Infrastructure plays key role in COVID fight

Greater international investment, collaboration needed

AMONG THE NEARLY 3 million people worldwide who have died from COVID-19 are thousands of frontline healthcare workers – doctors, nurses, and others – many of whom contracted the virus while caring for infected patients. While healthcare workers around the world have been celebrated for their bravery and commitment, the pandemic has underscored the personal risk they take on in order to provide care. Wednesday marks World Day for Safety and Health at Work, and honoring the heroic work that doctors, nurses, and other providers do every day requires meaningful investment in solutions that will help them do their jobs more safely and effectively, including high-quality healthcare infrastructure.

As a nurse, I know firsthand the importance of working in high-quality, thoughtfully designed settings. From using design to thwart the spread of infectious diseases, to creating barriers to external threat – everything from gun violence to environmental hazards, to ensuring that critical equipment functions safely – physicial infrastructure is a critical piece of the puzzle when it comes to protecting both patients and staff.

COVID-19 has highlighted the risks facing doctors, nurses, and other staff in healthcare settings, but the challenges are not new – and they are especially pronounced in regions with fewer health resources. In many low- and middle-income countries, existing healthcare infrastructure is outdated and at risk of being overwhelmed by pandemics, infectious disease outbreaks, and even daily challenges created by the social, political, and environmental conditions in particular regions.

The consequences can be devastating. During the Ebola outbreak in West Africa that began in 2014, more than 500 health workers in Guinea, Liberia, and Sierra Leone died; in Liberia, specifically, 8 percent of all doctors, nurses, and midwives succumbed to the virus. There were many factors that contributed to the death toll, but infrastructure and equipment challenges that made effective isolation and safe treatment difficult played a large part.

Creating safe physical environments requires an intentional focus on a number of interrelated priorities. Particularly in the context of infectious disease outbreaks, the ability to effectively isolate patients, create sterile environments, and prevent “community spread” within the hospital or clinic is critical, and has everything to do with how healthcare facilities are designed, laid out, and constructed.
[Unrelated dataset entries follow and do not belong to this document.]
//! Field value objects collected by the wizard

use serde::{Deserialize, Serialize};
use std::collections::BTreeMap;

/// A single value entered by the user
///
/// Inputs arrive mostly as text; numeric and list fields are coerced on
/// read so the presentation layer can hand over raw strings.
#[derive(Debug, Clone, PartialEq, Serialize, Deserialize)]
#[serde(untagged)]
pub enum FieldValue {
    Flag(bool),
    Number(f64),
    Text(String),
    List(Vec<String>),
}

impl Default for FieldValue {
    fn default() -> Self {
        FieldValue::Text(String::new())
    }
}

impl FieldValue {
    /// Create a text value
    pub fn text(value: impl Into<String>) -> Self {
        FieldValue::Text(value.into())
    }

    /// Create a list value
    pub fn list<I, S>(items: I) -> Self
    where
        I: IntoIterator<Item = S>,
        S: Into<String>,
    {
        FieldValue::List(items.into_iter().map(Into::into).collect())
    }

    /// Whether the value counts as "not provided"
    pub fn is_blank(&self) -> bool {
        match self {
            FieldValue::Text(s) => s.trim().is_empty(),
            FieldValue::List(items) => items.iter().all(|i| i.trim().is_empty()),
            FieldValue::Number(n) => n.is_nan(),
            FieldValue::Flag(_) => false,
        }
    }

    /// Get the trimmed text value (numbers are rendered, flags and lists are not text)
    pub fn as_text(&self) -> Option<String> {
        match self {
            FieldValue::Text(s) => Some(s.trim().to_string()),
            FieldValue::Number(n) if n.fract() == 0.0 => Some(format!("{}", *n as i64)),
            FieldValue::Number(n) => Some(n.to_string()),
            FieldValue::Flag(_) | FieldValue::List(_) => None,
        }
    }

    /// Get the numeric value, parsing text input
    pub fn as_number(&self) -> Option<f64> {
        match self {
            FieldValue::Number(n) if n.is_finite() => Some(*n),
            FieldValue::Text(s) => s.trim().parse::<f64>().ok().filter(|n| n.is_finite()),
            _ => None,
        }
    }

    /// Get the value as a whole number, rejecting fractions
    pub fn as_integer(&self) -> Option<i64> {
        self.as_number()
            .filter(|n| n.fract() == 0.0)
            .map(|n| n as i64)
    }

    /// Get the flag value ("true"/"yes"/"1" count as set for text input)
    pub fn as_flag(&self) -> Option<bool> {
        match self {
            FieldValue::Flag(b) => Some(*b),
            FieldValue::Text(s) => match s.trim().to_ascii_lowercase().as_str() {
                "true" | "yes" | "1" | "on" => Some(true),
                "false" | "no" | "0" | "off" | "" => Some(false),
                _ => None,
            },
            _ => None,
        }
    }

    /// Get the list items; comma-separated text is split
    pub fn as_list(&self) -> Vec<String> {
        let items: Vec<String> = match self {
            FieldValue::List(items) => items.iter().map(|i| i.trim().to_string()).collect(),
            FieldValue::Text(s) => s.split(',').map(|i| i.trim().to_string()).collect(),
            _ => Vec::new(),
        };
        items.into_iter().filter(|i| !i.is_empty()).collect()
    }

    /// Get the display value for rendering
    pub fn display_value(&self) -> String {
        match self {
            FieldValue::Flag(true) => "Yes".to_string(),
            FieldValue::Flag(false) => "No".to_string(),
            FieldValue::List(items) => items.join(", "),
            other => other.as_text().unwrap_or_default(),
        }
    }
}

impl From<&str> for FieldValue {
    fn from(value: &str) -> Self {
        FieldValue::Text(value.to_string())
    }
}

impl From<String> for FieldValue {
    fn from(value: String) -> Self {
        FieldValue::Text(value)
    }
}

impl From<bool> for FieldValue {
    fn from(value: bool) -> Self {
        FieldValue::Flag(value)
    }
}

impl From<f64> for FieldValue {
    fn from(value: f64) -> Self {
        FieldValue::Number(value)
    }
}

impl From<u32> for FieldValue {
    fn from(value: u32) -> Self {
        FieldValue::Number(f64::from(value))
    }
}

impl From<Vec<String>> for FieldValue {
    fn from(value: Vec<String>) -> Self {
        FieldValue::List(value)
    }
}

/// Collected values keyed by dot-path field name (e.g. `clinic.city`)
#[derive(Debug, Clone, Default, PartialEq, Serialize, Deserialize)]
#[serde(transparent)]
pub struct FieldValues(BTreeMap<String, FieldValue>);

impl FieldValues {
    pub fn new() -> Self {
        Self::default()
    }

    pub fn get(&self, name: &str) -> Option<&FieldValue> {
        self.0.get(name)
    }

    pub fn set(&mut self, name: impl Into<String>, value: impl Into<FieldValue>) {
        self.0.insert(name.into(), value.into());
    }

    pub fn remove(&mut self, name: &str) -> Option<FieldValue> {
        self.0.remove(name)
    }

    /// Whether the field holds a non-blank value
    pub fn is_filled(&self, name: &str) -> bool {
        self.get(name).is_some_and(|v| !v.is_blank())
    }

    /// Trimmed, non-empty text for the field
    pub fn text(&self, name: &str) -> Option<String> {
        self.get(name)
            .and_then(FieldValue::as_text)
            .filter(|s| !s.is_empty())
    }

    pub fn iter(&self) -> impl Iterator<Item = (&String, &FieldValue)> {
        self.0.iter()
    }

    pub fn len(&self) -> usize {
        self.0.len()
    }

    pub fn is_empty(&self) -> bool {
        self.0.is_empty()
    }

    pub fn clear(&mut self) {
        self.0.clear();
    }
}

impl<K, V> FromIterator<(K, V)> for FieldValues
where
    K: Into<String>,
    V: Into<FieldValue>,
{
    fn from_iter<T: IntoIterator<Item = (K, V)>>(iter: T) -> Self {
        Self(
            iter.into_iter()
                .map(|(k, v)| (k.into(), v.into()))
                .collect(),
        )
    }
}
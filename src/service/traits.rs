//! Trait abstraction for the registration backend to enable mocking in tests

use super::types::{Organization, OrganizationAck, RegisterResponse};
use crate::payload::{IndividualPayload, OrganizationPayload};
use anyhow::Result;
use async_trait::async_trait;

/// Backend operations the wizard depends on
#[cfg_attr(test, mockall::automock)]
#[async_trait]
pub trait RegistrationService: Send + Sync {
    /// List organizations a doctor can pick as their hospital
    async fn lookup_organizations(&self) -> Result<Vec<Organization>>;

    /// Register an individual account
    async fn register(&self, payload: &IndividualPayload) -> Result<RegisterResponse>;

    /// Register an organization together with its administrator
    async fn register_organization(&self, payload: &OrganizationPayload)
        -> Result<OrganizationAck>;
}
//! Scripted wizard sessions
//!
//! The binary drives the wizard from a JSON list of actions instead of a
//! terminal UI. Each action maps onto one wizard operation; failures are
//! recorded and the script carries on, the way a user would after seeing an
//! error.

use crate::service::{RegistrationService, SubmissionReceipt};
use crate::state::{Advance, FieldValue, RegistrationWizard, StepView};
use serde::{Deserialize, Serialize};

/// One user action
#[derive(Debug, Clone, PartialEq, Deserialize)]
#[serde(tag = "action", rename_all = "snake_case")]
pub enum ScriptAction {
    SelectRole { role: String },
    Set { field: String, value: FieldValue },
    Clear { field: String },
    Advance,
    Retreat,
    LookupOrganizations,
    Submit,
}

impl ScriptAction {
    pub fn name(&self) -> &'static str {
        match self {
            Self::SelectRole { .. } => "select_role",
            Self::Set { .. } => "set",
            Self::Clear { .. } => "clear",
            Self::Advance => "advance",
            Self::Retreat => "retreat",
            Self::LookupOrganizations => "lookup_organizations",
            Self::Submit => "submit",
        }
    }
}

/// What happened when an action was applied
#[derive(Debug, Clone, PartialEq, Serialize)]
pub struct ActionOutcome {
    pub index: usize,
    pub action: &'static str,
    pub ok: bool,
    #[serde(skip_serializing_if = "Option::is_none")]
    pub detail: Option<String>,
}

#[derive(Debug, Clone, PartialEq, Serialize)]
pub struct ScriptReport {
    pub outcomes: Vec<ActionOutcome>,
    pub view: StepView,
    #[serde(skip_serializing_if = "Option::is_none")]
    pub receipt: Option<SubmissionReceipt>,
}

impl ScriptReport {
    pub fn failures(&self) -> impl Iterator<Item = &ActionOutcome> {
        self.outcomes.iter().filter(|o| !o.ok)
    }
}

pub fn parse_script(source: &str) -> serde_json::Result<Vec<ScriptAction>> {
    serde_json::from_str(source)
}

/// Apply `actions` in order against `wizard`
pub async fn run_script<S>(
    wizard: &mut RegistrationWizard,
    service: &S,
    actions: Vec<ScriptAction>,
) -> ScriptReport
where
    S: RegistrationService + ?Sized,
{
    let mut outcomes = Vec::with_capacity(actions.len());
    let mut receipt = None;

    for (index, action) in actions.into_iter().enumerate() {
        let name = action.name();
        let result = match action {
            ScriptAction::SelectRole { role } => wizard.select_role_named(&role).map(|()| None),
            ScriptAction::Set { field, value } => wizard.set_field(&field, value).map(|()| None),
            ScriptAction::Clear { field } => wizard.clear_field(&field).map(|()| None),
            ScriptAction::Advance => wizard.advance().map(|outcome| match outcome {
                Advance::Moved(step) => Some(format!("moved to {step}")),
                Advance::ReadyToSubmit => Some("ready to submit".to_string()),
                Advance::Blocked(count) => Some(format!("blocked by {count} invalid field(s)")),
            }),
            ScriptAction::Retreat => wizard.retreat().map(|step| Some(format!("back to {step}"))),
            ScriptAction::LookupOrganizations => {
                let detail = if wizard.refresh_organizations(service).await {
                    format!("{} organization(s) available", wizard.organizations().len())
                } else {
                    "stale lookup result discarded".to_string()
                };
                Ok(Some(detail))
            }
            ScriptAction::Submit => wizard.submit(service).await.map(|r| {
                receipt = Some(r);
                None
            }),
        };

        let outcome = match result {
            Ok(detail) => ActionOutcome {
                index,
                action: name,
                ok: true,
                detail,
            },
            Err(err) => {
                tracing::debug!(index, action = name, %err, "script action refused");
                ActionOutcome {
                    index,
                    action: name,
                    ok: false,
                    detail: Some(err.to_string()),
                }
            }
        };
        outcomes.push(outcome);
    }

    ScriptReport {
        outcomes,
        view: wizard.view(),
        receipt,
    }
}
At an even more basic level, the ability for doctors, nurses, and staff to safely navigate a facility without being at risk of slipping and falling, being exposed to the elements, or other environmental hazards is key.

Equipment plays a role, too. An estimated 40 percent of biomedical equipment is out of service in low- and middle-income countries, and in some places the number is much higher. When equipment breaks, it impacts patient care, but it can also create a hazard for providers; oxygen concentrators, for example – in demand during the COVID-19 outbreak – contain a highly-flammable substance and can pose a significant fire risk when they malfunction.

Building higher-quality health infrastructure can go a long way towards protecting the physical health and safety of patients and staff, and it can also inspire greater trust and confidence. When doctors, nurses, and staff know that the facilities they work in have been designed and constructed intentionally to protect their safety – with reliable power, effective ventilation, isolation spaces, protected areas, and more – they will feel more comfortable coming to work, and be able to focus more of their energy on patient care. And members of the community will feel more comfortable seeking care if they know that the hospital or clinic is a safe, clean, protected space.

It’s important to note, too, that safety doesn’t just mean from disease or accidents within the hospital. In countries experiencing civil unrest or widespread violence, healthcare workers are often targets, so infrastructure must be designed to protect against violence from outside the hospital itself.

Greater international investment and collaboration is critical to improving medical infrastructure in lower and middle income countries, but we must also be cognizant that best practices in the United States or across the global north may not be best practices in other regions.

Meet the Author

Patricia Meservey

Chair of board of directors, Build International
Efforts to use infrastructure to improve safety will be undermined if local doctors, nurses, and communities don’t feel engaged and comfortable providing feedback on design and construction. Practices and features transplanted from the US or other developed nations that fall afoul of local norms or customs may make local staff and patients less likely to abide by them, creating even more unsafe environments. That’s why it’s so important that international organizations work in deep partnership with local communities to understand what resources they have at their disposal, what cultural factors are key, and how both of those things can be incorporated into design and construction.

COVID-19 has provided, yet again, a forceful reminder of the danger doctors, nurses, and medical staff put themselves in to care for their patients. But COVID-19 did not create these dangers – they exist every day. As we work toward an equitable, long-term recovery for communities around the world, the international community must work alongside local partners to identify, invest, and build infrastructure that protects the safety and health of healthcare workers and empowers sustainable, high-quality care – now and in the future.

Patricia Maguire Meservey is a nurse and president emerita of Salem State University. She currently serves as chair of the board of directors of Build Health International, a Beverly-based nonprofit that works to address global health equity through the design and construction of high-quality health infrastructure.